Part II: Sugar and the Slave Trade
PictureDiagram of Triangular Trade
While Lustig and others are primarily concerned with sugar as a chemical element, as sucrose, and I have pointed out the especially harmful effects it is having on Afrika America, this is not the Afrikans' first encounter with sugar. And the first time we encountered it, it had perhaps an even more disastrous impact on us and our high cultures. I am talking about the sugar that did its dirty work not as sucrose but as ethanol or alcohol--in the form of rum--the designer drug or poison of the European Slave Trade, often misnomer the trans-Atlantic Slave Trade. That will be the topic of part two of this blog on sugar as the enemy.

Rum is a distilled alcoholic beverage made from sugarcane byproducts such as molasses, or directly from sugarcane juice, by a process of fermentation and distillation.
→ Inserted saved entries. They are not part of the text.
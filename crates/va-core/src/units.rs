// va-core/src/units.rs

use uom::si::f64::{
    ElectricCharge as UomElectricCharge, Energy as UomEnergy, Length as UomLength,
};

// Public canonical unit types (SI, f64)
pub type Charge = UomElectricCharge;
pub type Energy = UomEnergy;
pub type Length = UomLength;

#[inline]
pub fn ev(v: f64) -> Energy {
    use uom::si::energy::electronvolt;
    Energy::new::<electronvolt>(v)
}

#[inline]
pub fn gev(v: f64) -> Energy {
    ev(v * 1.0e9)
}

/// Read an energy back as electronvolts.
#[inline]
pub fn as_ev(e: Energy) -> f64 {
    use uom::si::energy::electronvolt;
    e.get::<electronvolt>()
}

#[inline]
pub fn m(v: f64) -> Length {
    use uom::si::length::meter;
    Length::new::<meter>(v)
}

#[inline]
pub fn coulomb(v: f64) -> Charge {
    use uom::si::electric_charge::coulomb;
    Charge::new::<coulomb>(v)
}

#[inline]
pub fn as_coulomb(q: Charge) -> f64 {
    use uom::si::electric_charge::coulomb;
    q.get::<coulomb>()
}

pub mod constants {
    /// Magnetic rigidity per GeV of beam energy, in kG·m.
    pub const RIGIDITY_KG_M_PER_GEV: f64 = 33.356;

    pub const SPEED_OF_LIGHT_MPS: f64 = 299_792_458.0;

    /// Electron rest energy (eV).
    pub const ELECTRON_MASS_EV: f64 = 510_998.95;

    /// S-band TCAV frequency used when a lattice omits one (Hz).
    pub const DEFAULT_RF_FREQUENCY_HZ: f64 = 2.856e9;
}

#[cfg(test)]
mod tests {
    use super::*;

    #[test]
    fn constructors_smoke() {
        let _e = ev(1.0e9);
        let _l = m(2.0);
        let _q = coulomb(1e-9);
    }

    #[test]
    fn electronvolt_round_trip() {
        let e = gev(1.0);
        let back = as_ev(e);
        assert!((back - 1.0e9).abs() < 1e-3);
        assert!((as_coulomb(coulomb(1e-9)) - 1e-9).abs() < 1e-24);
    }
}
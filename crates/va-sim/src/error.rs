//! Error types for tracking operations.

use thiserror::Error;

/// Errors encountered while building a beam or tracking it.
#[derive(Error, Debug, Clone, PartialEq)]
pub enum SimError {
    #[error("Invalid argument: {what}")]
    InvalidArg { what: &'static str },

    #[error("Non-physical condition at '{element}': {what}")]
    NonPhysical { element: String, what: &'static str },

    #[error("Backend error: {message}")]
    Backend { message: String },
}

pub type SimResult<T> = Result<T, SimError>;

impl From<va_core::VaError> for SimError {
    fn from(e: va_core::VaError) -> Self {
        SimError::Backend {
            message: e.to_string(),
        }
    }
}
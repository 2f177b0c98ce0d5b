//! Element parameter validation.

use crate::element::{Element, ElementKind};
use crate::error::{LatticeError, LatticeResult};

fn finite(element: &Element, field: &'static str, value: f64) -> LatticeResult<()> {
    if value.is_finite() {
        Ok(())
    } else {
        Err(LatticeError::InvalidParameter {
            name: element.name.clone(),
            field,
            value,
            reason: "must be finite",
        })
    }
}

fn non_negative(element: &Element, field: &'static str, value: f64) -> LatticeResult<()> {
    finite(element, field, value)?;
    if value < 0.0 {
        return Err(LatticeError::InvalidParameter {
            name: element.name.clone(),
            field,
            value,
            reason: "must be non-negative",
        });
    }
    Ok(())
}

fn positive(element: &Element, field: &'static str, value: f64) -> LatticeResult<()> {
    finite(element, field, value)?;
    if value <= 0.0 {
        return Err(LatticeError::InvalidParameter {
            name: element.name.clone(),
            field,
            value,
            reason: "must be positive",
        });
    }
    Ok(())
}

pub(crate) fn validate_elements(elements: &[Element]) -> LatticeResult<()> {
    for (position, element) in elements.iter().enumerate() {
        if element.name.trim().is_empty() {
            return Err(LatticeError::EmptyName { position });
        }
        validate_element(element)?;
    }
    Ok(())
}

fn validate_element(e: &Element) -> LatticeResult<()> {
    match &e.kind {
        ElementKind::Drift { length } | ElementKind::Unsupported { length, .. } => {
            non_negative(e, "length", *length)
        }
        ElementKind::Quadrupole { length, k1 } => {
            non_negative(e, "length", *length)?;
            finite(e, "k1", *k1)
        }
        ElementKind::Solenoid { length, k } => {
            non_negative(e, "length", *length)?;
            finite(e, "k", *k)
        }
        ElementKind::HorizontalCorrector { length, angle }
        | ElementKind::VerticalCorrector { length, angle } => {
            non_negative(e, "length", *length)?;
            finite(e, "angle", *angle)
        }
        ElementKind::Bpm { .. } => Ok(()),
        ElementKind::Screen {
            resolution,
            pixel_size,
            ..
        } => {
            for n in resolution {
                if *n == 0 {
                    return Err(LatticeError::InvalidParameter {
                        name: e.name.clone(),
                        field: "resolution",
                        value: 0.0,
                        reason: "must be at least one pixel",
                    });
                }
            }
            positive(e, "pixel_size", pixel_size[0])?;
            positive(e, "pixel_size", pixel_size[1])
        }
        ElementKind::TransverseDeflectingCavity {
            length,
            voltage,
            phase,
            frequency,
        }
        | ElementKind::Cavity {
            length,
            voltage,
            phase,
            frequency,
        } => {
            non_negative(e, "length", *length)?;
            finite(e, "voltage", *voltage)?;
            finite(e, "phase", *phase)?;
            positive(e, "frequency", *frequency)
        }
    }
}
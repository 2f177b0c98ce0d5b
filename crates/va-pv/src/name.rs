//! Structured PV names.

use core::fmt;

/// A canonical `DEVICE:AREA:UNIT:ATTRIBUTE` PV name.
///
/// The attribute may itself contain colons (`Image:ArrayData`).
#[derive(Debug, Clone, Copy, PartialEq, Eq, Hash)]
pub struct PvName<'a> {
    base: &'a str,
    pub device_class: &'a str,
    pub area: &'a str,
    pub unit: &'a str,
    pub attribute: &'a str,
}

impl<'a> PvName<'a> {
    /// Parse a canonical name. `None` if it has fewer than four segments or
    /// any segment is empty.
    pub fn parse(pv: &'a str) -> Option<Self> {
        let mut parts = pv.splitn(4, ':');
        let device_class = parts.next()?;
        let area = parts.next()?;
        let unit = parts.next()?;
        let attribute = parts.next()?;
        if [device_class, area, unit, attribute]
            .iter()
            .any(|s| s.is_empty())
        {
            return None;
        }
        let base_len = device_class.len() + area.len() + unit.len() + 2;
        Some(Self {
            base: &pv[..base_len],
            device_class,
            area,
            unit,
            attribute,
        })
    }

    /// The `DEVICE:AREA:UNIT` control name.
    pub fn base(&self) -> &'a str {
        self.base
    }
}

impl fmt::Display for PvName<'_> {
    fn fmt(&self, f: &mut fmt::Formatter<'_>) -> fmt::Result {
        write!(f, "{}:{}", self.base, self.attribute)
    }
}

/// Every `(prefix, rest)` split of `pv` at a colon, longest prefix first.
/// Both halves are non-empty.
pub fn prefixes(pv: &str) -> impl Iterator<Item = (&str, &str)> {
    pv.rmatch_indices(':')
        .map(move |(i, _)| (&pv[..i], &pv[i + 1..]))
        .filter(|(base, attr)| !base.is_empty() && !attr.is_empty())
}
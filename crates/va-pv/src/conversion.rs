//! Unit conversions between control-system and simulation quantities.
//!
//! Every function takes the beam energy at the element, not a global energy.
//! Field integrals are in kG·m, lengths in m, angles in rad.

use va_core::constants::RIGIDITY_KG_M_PER_GEV;
use va_core::units::{Energy, as_ev};

use crate::error::{PvError, PvResult};

/// Magnetic rigidity Bρ (kG·m) of a beam with the given total energy.
pub fn magnetic_rigidity(energy: Energy) -> f64 {
    RIGIDITY_KG_M_PER_GEV * as_ev(energy) / 1e9
}

fn nonzero_rigidity(energy: Energy) -> PvResult<f64> {
    let brho = magnetic_rigidity(energy);
    if !brho.is_finite() || brho == 0.0 {
        return Err(PvError::conversion(format!(
            "magnetic rigidity is {brho} kG·m at this element"
        )));
    }
    Ok(brho)
}

/// Quadrupole integrated gradient from `k1`.
pub fn field_integral_from_k1(k1: f64, length: f64, energy: Energy) -> f64 {
    k1 * length * magnetic_rigidity(energy)
}

/// `k1` from a quadrupole integrated gradient.
pub fn k1_from_field_integral(bl: f64, length: f64, energy: Energy) -> PvResult<f64> {
    if length == 0.0 {
        return Err(PvError::conversion("quadrupole with zero length"));
    }
    Ok(bl / nonzero_rigidity(energy)? / length)
}

/// Solenoid field from its strength `k = Bs / (2 Bρ)`.
pub fn solenoid_field_from_k(k: f64, energy: Energy) -> f64 {
    2.0 * k * magnetic_rigidity(energy)
}

pub fn k_from_solenoid_field(field: f64, energy: Energy) -> PvResult<f64> {
    Ok(field / (2.0 * nonzero_rigidity(energy)?))
}

/// Corrector field integral from its deflection angle.
pub fn kick_from_angle(angle: f64, energy: Energy) -> f64 {
    angle * magnetic_rigidity(energy)
}

pub fn angle_from_kick(bl: f64, energy: Energy) -> PvResult<f64> {
    Ok(bl / nonzero_rigidity(energy)?)
}
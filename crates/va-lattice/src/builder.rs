//! Incremental segment builder.

use va_core::ElementIdx;

use crate::element::{Element, ElementKind};
use crate::error::LatticeResult;
use crate::segment::Segment;
use crate::validate;

/// Builder for constructing a segment incrementally.
///
/// Use `add` to append elements in beamline order, then call `build()` to
/// validate and freeze the ordering into a `Segment`.
#[derive(Debug, Default)]
pub struct SegmentBuilder {
    name: String,
    elements: Vec<Element>,
}

impl SegmentBuilder {
    pub fn new(name: impl Into<String>) -> Self {
        Self {
            name: name.into(),
            elements: Vec::new(),
        }
    }

    /// Append an element and return its position.
    pub fn add(&mut self, name: impl Into<String>, kind: ElementKind) -> ElementIdx {
        self.push(Element::new(name, kind))
    }

    /// Append an already constructed element.
    pub fn push(&mut self, element: Element) -> ElementIdx {
        let idx = ElementIdx::from_index(self.elements.len() as u32);
        self.elements.push(element);
        idx
    }

    /// Validate and build the segment.
    pub fn build(self) -> LatticeResult<Segment> {
        validate::validate_elements(&self.elements)?;
        Ok(Segment::from_parts(self.name, self.elements))
    }
}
The distillate, a clear liquid, is then usually aged in oak barrels. But even though rum begins as sugarcane there is no sugar in rum. Because of the processes of fermentation and distillation, you end up with ethanol alcohol, which is in fact a drug, and was the main items, along with guns that Europe exported to Afrika during the slave trade. The first distillation of sugarcane took place the slave plantations of the Caribbean in the 17th century. There, enslaved Afrikans first discovered molasses, a byproduct of the sugar refining process, which is fermented into alcohol. After fermentation distillation concentrated the alcohol and removed impurities, producing the first true rums. Barbados is the island credited with the development of the plantation system, and the first place to produce rum.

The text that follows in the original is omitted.